I think what’s heartening is that — we can have different views about Paul Wolfowitz. I think he’s a much more complicated character than sometimes he’s portrayed. But most of the people that Bush went to are people like Bob Zoellick, Richard Haass of the Council on Foreign Relations. It was pretty much the A-team on the Republican side.




Oh,well played, David! The judges were totally unfamiliar with Zoellick and Haass, so on the surface it sounded like you might be saying something reasonable. So we did a little Googling and found that Zoellick was a member of PNAC and a signatory to the open letter to Bill Clinton urging the overthrow of Saddam Hussein. So, how is he any different than Wolfowitz? Then we found  statements like these from Richard Haass:

The serious threat posed by North Korea far transcends cyberspace. Only one approach is commensurate with the challenge: ending North Korea’s existence as an independent entity and reunifying the Korean Peninsula.(source)

The first concerns the Iraq war initiated in 2003. It is true that my opposition to this second Iraq war was not fundamental, largely because I assumed (along with virtually everyone else) that Iraq possessed at least some weapons of mass destruction. But even so, and as I note more than once in the book, I was “60/40” against the decision to go to war. (I go on to say that had I known then what is known now, that Iraq no longer possessed weapons of mass destruction, my stance would have been 90/10 against.) (source)

So, he assumed that Iraq had WMD's? And he thinks it's okay that he was completely wrong because "virtually everyone else" thought the same thing? Because that's just not true. The UN weapons inspectors, the people who were in the best position to know, did not believe that.  Hell, I didn't, and I'm just some guy.
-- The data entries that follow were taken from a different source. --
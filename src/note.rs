//! Core data structures for the courtnotes application.
//!
//! A note is a Markdown file with a YAML metadata header. This module owns
//! the parsed representation and the parsing side of the file format; the
//! rendering side lives in `markdown`.
use std::{
    collections::BTreeMap,
    path::{Path, PathBuf},
    sync::LazyLock,
};

use chrono::{NaiveDate, NaiveDateTime};
use pulldown_cmark::{Event, HeadingLevel, Parser, Tag};
use regex::Regex;
use serde::{Deserialize, Deserializer, Serialize};
use serde_yaml::Value as YamlValue;

use crate::{JournalError, Result, Scene};

/// Format of the timestamp carried by section headings.
pub const SECTION_TIMESTAMP_FORMAT: &str = "%Y-%m-%d %H:%M:%S";

pub const TRANSCRIPT_SECTION: &str = "Transcript";
pub const ADDENDUM_SECTION: &str = "Addendum";
pub const REFLECTION_SECTION: &str = "Reflection";
pub const NEXT_ACTION_SECTION: &str = "Next action";
/// Inline marker used for next actions inside addenda.
pub const NEXT_ACTION_MARKER: &str = "**Next action:**";

static TIMESTAMPED_TITLE_RE: LazyLock<Regex> = LazyLock::new(|| {
    Regex::new(r"^(?P<title>.*?)\s*\((?P<ts>\d{4}-\d{2}-\d{2} \d{2}:\d{2}(?::\d{2})?)\)$")
        .expect("valid section title regex")
});

/// Metadata header of a note file.
#[derive(Debug, Clone, PartialEq, Eq, Serialize, Deserialize)]
pub struct NoteMeta {
    pub date: NaiveDate,
    pub scene: Scene,
    #[serde(default, deserialize_with = "lenient_tags")]
    pub tags: Vec<String>,
    #[serde(default)]
    pub important: bool,
    #[serde(default, skip_serializing_if = "Option::is_none")]
    pub discord_message_id: Option<u64>,
    #[serde(default, skip_serializing_if = "Option::is_none")]
    pub discord_channel_id: Option<u64>,
    /// Scene-dependent structured fields.
    #[serde(
        default,
        skip_serializing_if = "BTreeMap::is_empty",
        deserialize_with = "lenient_fields"
    )]
    pub fields: BTreeMap<String, Option<String>>,
    /// Keys added by hand in the vault (aliases, cssclass, ...), kept as is.
    #[serde(flatten)]
    pub extra: BTreeMap<String, YamlValue>,
}

impl NoteMeta {
    pub fn has_tag(&self, tag: &str) -> bool {
        let tag = tag.trim();
        self.tags.iter().any(|t| t.trim().eq_ignore_ascii_case(tag))
    }
}

/// Partial header update. `None` leaves the field untouched.
#[derive(Debug, Clone, Default, PartialEq, Eq)]
pub struct NoteMetadataPatch {
    pub tags: Option<Vec<String>>,
    pub important: Option<bool>,
    pub discord_message_id: Option<u64>,
    pub discord_channel_id: Option<u64>,
}

impl NoteMetadataPatch {
    pub fn back_reference(message_id: u64, channel_id: u64) -> Self {
        Self {
            discord_message_id: Some(message_id),
            discord_channel_id: Some(channel_id),
            ..Default::default()
        }
    }

    pub fn apply(&self, meta: &mut NoteMeta) {
        if let Some(tags) = &self.tags {
            meta.tags = tags.clone();
        }
        if let Some(important) = self.important {
            meta.important = important;
        }
        if let Some(id) = self.discord_message_id {
            meta.discord_message_id = Some(id);
        }
        if let Some(id) = self.discord_channel_id {
            meta.discord_channel_id = Some(id);
        }
    }
}

/// A `##` section of a note body.
#[derive(Debug, Clone, PartialEq, Eq)]
pub struct Section {
    pub title: String,
    pub timestamp: Option<NaiveDateTime>,
    /// Text between this heading and the next `##` heading.
    pub content: String,
}

impl Section {
    /// Text under a `### name` sub-heading, up to the next `###` heading.
    pub fn subsection(&self, name: &str) -> Option<String> {
        let heading = format!("### {}", name);
        let mut lines = self.content.lines();
        lines.by_ref().find(|line| line.trim() == heading)?;
        let text = lines
            .take_while(|line| !line.starts_with("### "))
            .collect::<Vec<_>>()
            .join("\n");
        let text = text.trim();
        (!text.is_empty()).then(|| text.to_string())
    }
}

/// A note loaded from the vault.
#[derive(Debug, Clone, PartialEq, Eq)]
pub struct Note {
    pub path: PathBuf,
    pub meta: NoteMeta,
    /// Everything after the metadata header, byte for byte.
    pub body: String,
    pub sections: Vec<Section>,
    /// The transcribed or typed source text of every entry in the note,
    /// reflections included.
    pub raw_text: String,
}

impl Note {
    /// Parses a full note file.
    pub fn parse(path: &Path, content: &str) -> Result<Note> {
        let (header, body) =
            split_front_matter(content).ok_or_else(|| JournalError::InvalidFormat {
                path: path.to_path_buf(),
                message: "missing metadata header".to_string(),
            })?;
        let meta: NoteMeta = serde_yaml::from_str(header).map_err(|e| JournalError::InvalidFormat {
            path: path.to_path_buf(),
            message: e.to_string(),
        })?;

        let sections = parse_sections(body);
        let raw_text = collect_raw_text(&sections);

        Ok(Note {
            path: path.to_path_buf(),
            meta,
            body: body.to_string(),
            sections,
            raw_text,
        })
    }

    pub fn date(&self) -> NaiveDate {
        self.meta.date
    }

    pub fn scene(&self) -> Scene {
        self.meta.scene
    }

    pub fn file_name(&self) -> String {
        self.path
            .file_name()
            .map(|name| name.to_string_lossy().to_string())
            .unwrap_or_default()
    }

    /// Lower-cased raw text, the haystack for keyword matching. Generated
    /// headings and default tags are not part of it.
    pub fn searchable_text(&self) -> String {
        self.raw_text.to_lowercase()
    }

    pub fn section(&self, title: &str) -> Option<&Section> {
        self.sections
            .iter()
            .find(|s| s.title.eq_ignore_ascii_case(title))
    }

    /// Next-action items in document order, from the dedicated section and
    /// from addenda.
    pub fn next_actions(&self) -> Vec<String> {
        let mut actions = Vec::new();
        for section in &self.sections {
            if section.title.eq_ignore_ascii_case(NEXT_ACTION_SECTION) {
                let text = strip_callout(&section.content);
                if !text.is_empty() {
                    actions.push(text);
                }
                continue;
            }
            for line in section.content.lines() {
                if let Some(rest) = line.trim().strip_prefix(NEXT_ACTION_MARKER) {
                    let text = rest.trim();
                    if !text.is_empty() {
                        actions.push(text.to_string());
                    }
                }
            }
        }
        actions
    }

    /// Entry sections (initial transcript and addenda) carrying a timestamp.
    pub fn timestamped_sections(&self) -> Vec<&Section> {
        self.sections
            .iter()
            .filter(|s| s.timestamp.is_some())
            .collect()
    }
}

/// Splits `---\n<yaml>---\n<body>` into header and body.
pub fn split_front_matter(content: &str) -> Option<(&str, &str)> {
    let rest = content
        .strip_prefix("---\n")
        .or_else(|| content.strip_prefix("---\r\n"))?;
    let mut offset = 0;
    for line in rest.split_inclusive('\n') {
        if line.trim_end() == "---" {
            let header = &rest[..offset];
            let body = &rest[offset + line.len()..];
            return Some((header, body));
        }
        offset += line.len();
    }
    None
}

/// Splits a Markdown body into its `##` sections using the CommonMark parser,
/// so headings inside code blocks are not mistaken for sections.
pub fn parse_sections(body: &str) -> Vec<Section> {
    let headings: Vec<std::ops::Range<usize>> = Parser::new(body)
        .into_offset_iter()
        .filter_map(|(event, range)| match event {
            Event::Start(Tag::Heading {
                level: HeadingLevel::H2,
                ..
            }) => Some(range),
            _ => None,
        })
        .collect();

    headings
        .iter()
        .enumerate()
        .map(|(i, range)| {
            let heading_line = body[range.clone()].lines().next().unwrap_or_default();
            let (title, timestamp) = parse_section_title(heading_line.trim_start_matches('#').trim());
            let end = headings.get(i + 1).map_or(body.len(), |next| next.start);
            let start = range.end.min(end);
            Section {
                title,
                timestamp,
                content: body[start..end].trim().to_string(),
            }
        })
        .collect()
}

/// `Title (YYYY-MM-DD HH:MM[:SS])` → title and timestamp.
pub fn parse_section_title(heading: &str) -> (String, Option<NaiveDateTime>) {
    if let Some(caps) = TIMESTAMPED_TITLE_RE.captures(heading) {
        let ts = &caps["ts"];
        let parsed = NaiveDateTime::parse_from_str(ts, SECTION_TIMESTAMP_FORMAT)
            .or_else(|_| NaiveDateTime::parse_from_str(ts, "%Y-%m-%d %H:%M"));
        if let Ok(timestamp) = parsed {
            return (caps["title"].trim().to_string(), Some(timestamp));
        }
    }
    (heading.trim().to_string(), None)
}

fn collect_raw_text(sections: &[Section]) -> String {
    sections
        .iter()
        .filter_map(|section| {
            if section.title.eq_ignore_ascii_case(TRANSCRIPT_SECTION) {
                Some(section.content.clone())
            } else if section.title.eq_ignore_ascii_case(REFLECTION_SECTION) {
                let spoken = section
                    .content
                    .lines()
                    .filter(|line| !line.trim_start().starts_with("![["))
                    .collect::<Vec<_>>()
                    .join("\n");
                Some(spoken.trim().to_string())
            } else {
                section.subsection(TRANSCRIPT_SECTION)
            }
        })
        .filter(|text| !text.is_empty())
        .collect::<Vec<_>>()
        .join("\n\n")
}

/// Accepts `tags: [a, b]`, a block list, or a single `tags: a, b` scalar.
fn lenient_tags<'de, D: Deserializer<'de>>(
    deserializer: D,
) -> std::result::Result<Vec<String>, D::Error> {
    let tags = match YamlValue::deserialize(deserializer)? {
        YamlValue::Sequence(items) => items.iter().filter_map(scalar_string).collect(),
        YamlValue::Null => Vec::new(),
        other => scalar_string(&other)
            .map(|text| text.split(',').map(|t| t.trim().to_string()).collect())
            .unwrap_or_default(),
    };
    Ok(tags.into_iter().filter(|t: &String| !t.is_empty()).collect())
}

/// Numbers and booleans in `fields` are read as text; nested values are dropped.
fn lenient_fields<'de, D: Deserializer<'de>>(
    deserializer: D,
) -> std::result::Result<BTreeMap<String, Option<String>>, D::Error> {
    let YamlValue::Mapping(map) = YamlValue::deserialize(deserializer)? else {
        return Ok(BTreeMap::new());
    };
    Ok(map
        .iter()
        .filter_map(|(key, value)| Some((scalar_string(key)?, scalar_string(value))))
        .collect())
}

fn scalar_string(value: &YamlValue) -> Option<String> {
    match value {
        YamlValue::String(s) => Some(s.clone()),
        YamlValue::Number(n) => Some(n.to_string()),
        YamlValue::Bool(b) => Some(b.to_string()),
        _ => None,
    }
}

/// Drops Obsidian callout markers (`> [!info] ...` lines and `> ` prefixes).
fn strip_callout(content: &str) -> String {
    content
        .lines()
        .filter(|line| !line.trim_start().starts_with("> [!"))
        .map(|line| line.trim_start().trim_start_matches('>').trim())
        .filter(|line| !line.is_empty())
        .collect::<Vec<_>>()
        .join("\n")
}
So these guys are both reality-challenged morons with war-boners. But we're going to deduct a point, David, because sadly, this might actually be the "A-team on the Republican side."

Back to you, Maureen.

Like the Clintons, the Bushes drag the country through national traumas that spring from their convoluted family dynamic and then disingenuously wonder why we concern ourselves with their family dynamic.

Wow! Bonus false equivalency points!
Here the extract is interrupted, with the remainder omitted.